Sen. Loren Legarda said the Philippines lost the opportunity to have someone “who has the passion, integrity and political will to implement our environmental laws.”

“Our natural environment has been compromised in the name of development,” Legarda said. “Our biological diversity has been significantly reduced and the general health of our environment is conceded to the greed of some.”

The powerful Chamber of Mines of the Philippines, which has welcomed the decision, earlier said it would not ever arrive at a “productive and rational dialogue” with Lopez.

While it said it respected Duterte’s decision to appoint Lopez, it found out that she was “unwilling” to work with the mining sector.
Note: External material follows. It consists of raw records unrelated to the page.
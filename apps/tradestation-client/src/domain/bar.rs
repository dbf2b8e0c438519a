//! OHLCV bar.

use chrono::{DateTime, NaiveDate, Utc};
use rust_decimal::Decimal;
use serde::{Deserialize, Serialize};

/// One open/high/low/close/volume aggregation over a fixed interval.
#[derive(Debug, Clone, PartialEq, Eq, Serialize, Deserialize)]
#[serde(rename_all = "PascalCase")]
pub struct Bar {
    /// Bar timestamp (UTC).
    pub timestamp: DateTime<Utc>,
    /// Date portion of `timestamp`.
    pub date: NaiveDate,
    /// Opening price.
    pub open: Decimal,
    /// Highest price.
    pub high: Decimal,
    /// Lowest price.
    pub low: Decimal,
    /// Closing price.
    pub close: Decimal,
    /// Total volume.
    pub volume: u64,
    /// Symbol the bar was requested for.
    #[serde(default, skip_serializing_if = "Option::is_none")]
    pub symbol: Option<String>,
}

impl Bar {
    /// Returns true if high/low bracket open and close.
    ///
    /// Upstream data is expected to satisfy this but it is not enforced.
    #[must_use]
    pub fn is_well_formed(&self) -> bool {
        self.high >= self.open.max(self.close).max(self.low)
            && self.low <= self.open.min(self.close).min(self.high)
    }

    /// Price range (high - low).
    #[must_use]
    pub fn range(&self) -> Decimal {
        self.high - self.low
    }
}

#[cfg(test)]
mod tests {
    use super::*;
    use chrono::TimeZone;
    use rust_decimal_macros::dec;

    fn bar(open: Decimal, high: Decimal, low: Decimal, close: Decimal) -> Bar {
        let timestamp = Utc.with_ymd_and_hms(2024, 1, 15, 14, 30, 0).unwrap();
        Bar {
            timestamp,
            date: timestamp.date_naive(),
            open,
            high,
            low,
            close,
            volume: 1_000,
            symbol: Some("AAPL".to_string()),
        }
    }

    #[test]
    fn well_formed_bar() {
        let b = bar(dec!(100.50), dec!(101.25), dec!(99.75), dec!(100.00));
        assert!(b.is_well_formed());
        assert_eq!(b.range(), dec!(1.50));
    }

    #[test]
    fn high_below_close_is_not_well_formed() {
        let b = bar(dec!(100), dec!(100.5), dec!(99), dec!(101));
        assert!(!b.is_well_formed());
    }

    #[test]
    fn low_above_open_is_not_well_formed() {
        let b = bar(dec!(100), dec!(102), dec!(100.5), dec!(101));
        assert!(!b.is_well_formed());
    }

    #[test]
    fn serializes_pascal_case_without_empty_symbol() {
        let mut b = bar(dec!(1), dec!(2), dec!(0.5), dec!(1.5));
        b.symbol = None;
        let json = serde_json::to_value(&b).unwrap();
        assert_eq!(json["Open"], "1");
        assert_eq!(json["Date"], "2024-01-15");
        assert!(json.get("Symbol").is_none());
    }
}
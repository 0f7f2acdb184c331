//! # linkwire
//!
//! Client side of a message-oriented transport over TCP.
//!
//! ## Features
//!
//! - **Single-lock state machine**: connect, handshake, dispatch and teardown
//!   serialized under one lock, with stale completions discarded by generation
//! - **Protocol negotiation**: offered sub-protocols narrowed to what the peer
//!   supports
//! - **Keep-alive**: peer-driven ping interval, disconnect after two silent
//!   intervals
//! - **Type registry**: stable wire ids assigned on first use, announced once
//! - **Pluggable wire format**: any `MessageCodec`; `JsonCodec` included

pub mod codec;
pub mod core;
pub mod traits;

// Re-export all traits
pub use traits::*;

// Re-export core functionality
pub use crate::core::{
    builder, connection, connection_state, events, frame, keep_alive, settings, type_map,
    builder::{states, ClientConnectionBuilder},
    config::ConnectionConfig,
    connection::ClientConnection,
    connection_state::{AtomicConnectionState, AtomicMetrics, ConnectionState, Metrics},
    events::{ConnectionEvent, ConnectionId, DisconnectReason, EventBus, EventReceiver},
    frame::{Decoded, FrameReceiver},
    keep_alive::{KeepAliveMonitor, LivenessClock},
    settings::ConnectionSettings,
    type_map::{TypeEntry, TypeMap},
};

pub use crate::core::builder as connection_builder;

/// Type alias for Result with LinkError
pub type Result<T> = std::result::Result<T, traits::LinkError>;
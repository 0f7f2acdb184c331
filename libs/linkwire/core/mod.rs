//! # linkwire core
//!
//! The connection state machine and the pieces it is built from:
//!
//! - **TypeMap**: type name to wire id, tracking ids not yet announced
//! - **FrameReceiver**: receive buffer that yields decoded messages
//! - **KeepAliveMonitor**: recurring liveness check driven by peer pings
//! - **ClientConnection**: connect, handshake, dispatch and teardown
//!
//! ## Example
//!
//! ```rust,ignore
//! use linkwire::codec::JsonCodec;
//! use linkwire::*;
//!
//! #[tokio::main]
//! async fn main() -> Result<()> {
//!     let connection = linkwire::builder()
//!         .codec(JsonCodec::new())
//!         .protocols([Protocol::new(1, 1), Protocol::new(2, 3)])
//!         .connect_timeout(Duration::from_secs(5))
//!         .build()?;
//!
//!     let events = connection.subscribe();
//!     connection.connect("127.0.0.1:4000", MessageTypes::RELIABLE).await?;
//!
//!     while let Some(event) = events.recv() {
//!         match event {
//!             ConnectionEvent::Connected { protocols, .. } => {
//!                 println!("Negotiated {:?}", protocols);
//!             }
//!             ConnectionEvent::MessageReceived { message, .. } => {
//!                 println!("Message: {:?}", message);
//!             }
//!             other => println!("Event: {:?}", other),
//!         }
//!     }
//!
//!     Ok(())
//! }
//! ```

pub mod builder;
pub mod config;
pub mod connection;
pub mod connection_state;
pub mod events;
pub mod frame;
pub mod keep_alive;
pub mod settings;
pub mod type_map;

// Re-export main types
pub use builder::{states, ClientConnectionBuilder};
pub use config::ConnectionConfig;
pub use connection::ClientConnection;
pub use connection_state::{AtomicConnectionState, AtomicMetrics, ConnectionState, Metrics};
pub use events::{ConnectionEvent, ConnectionId, DisconnectReason, EventBus, EventReceiver};
pub use frame::{Decoded, FrameReceiver};
pub use keep_alive::{KeepAliveMonitor, LivenessClock};
pub use settings::ConnectionSettings;
pub use type_map::{TypeEntry, TypeMap};

// Re-export traits for convenience
pub use crate::traits::*;

/// Create a new connection builder
///
/// # Example
/// ```ignore
/// let connection = linkwire::builder()
///     .protocols([Protocol::new(1, 1)])
///     .codec(JsonCodec::new())
///     .settings(ConnectionSettings::from_file("config/linkwire.yaml")?)
///     .build()?;
/// ```
pub fn builder() -> ClientConnectionBuilder<
    builder::states::NoCodec,
    builder::states::NoProtocols,
    (),
> {
    ClientConnectionBuilder::new()
}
The Chamber said the closure order could cost the country about 650 million pesos (U.S. $13 million) in lost revenues from the mine firms, including taxes and fees and charges collected by town and provinces. The sector also employs tens of thousands in areas where they operate, leading to job losses.

Yeb Saño, executive director for Southeast Asia of environmental group Greenpeace, said Lopez’s rejection was “very disappointing and worrying” because it shows that destructive mining continues to hold Philippine lawmakers “by their neck.”

“We were made to believe, through her appointment last year, that reforms, environmental protection and social justice are still possible in this country,” he said.

“We thought that this administration is serious in implementing change by appointing a true environmentalist,” he said, adding that Wednesday’s vote only showed that some politicians have questionable loyalty.

The rejection was also an indicator of factions between officials who have benefited from old corrupt practices and those who are genuinely advancing true reforms, he said.

“The greed of the powerful few has won this round, but we consider this a temporary setback,” he said. “We at the environmental movement will carry on boldly, for our rights, our environment and our future.”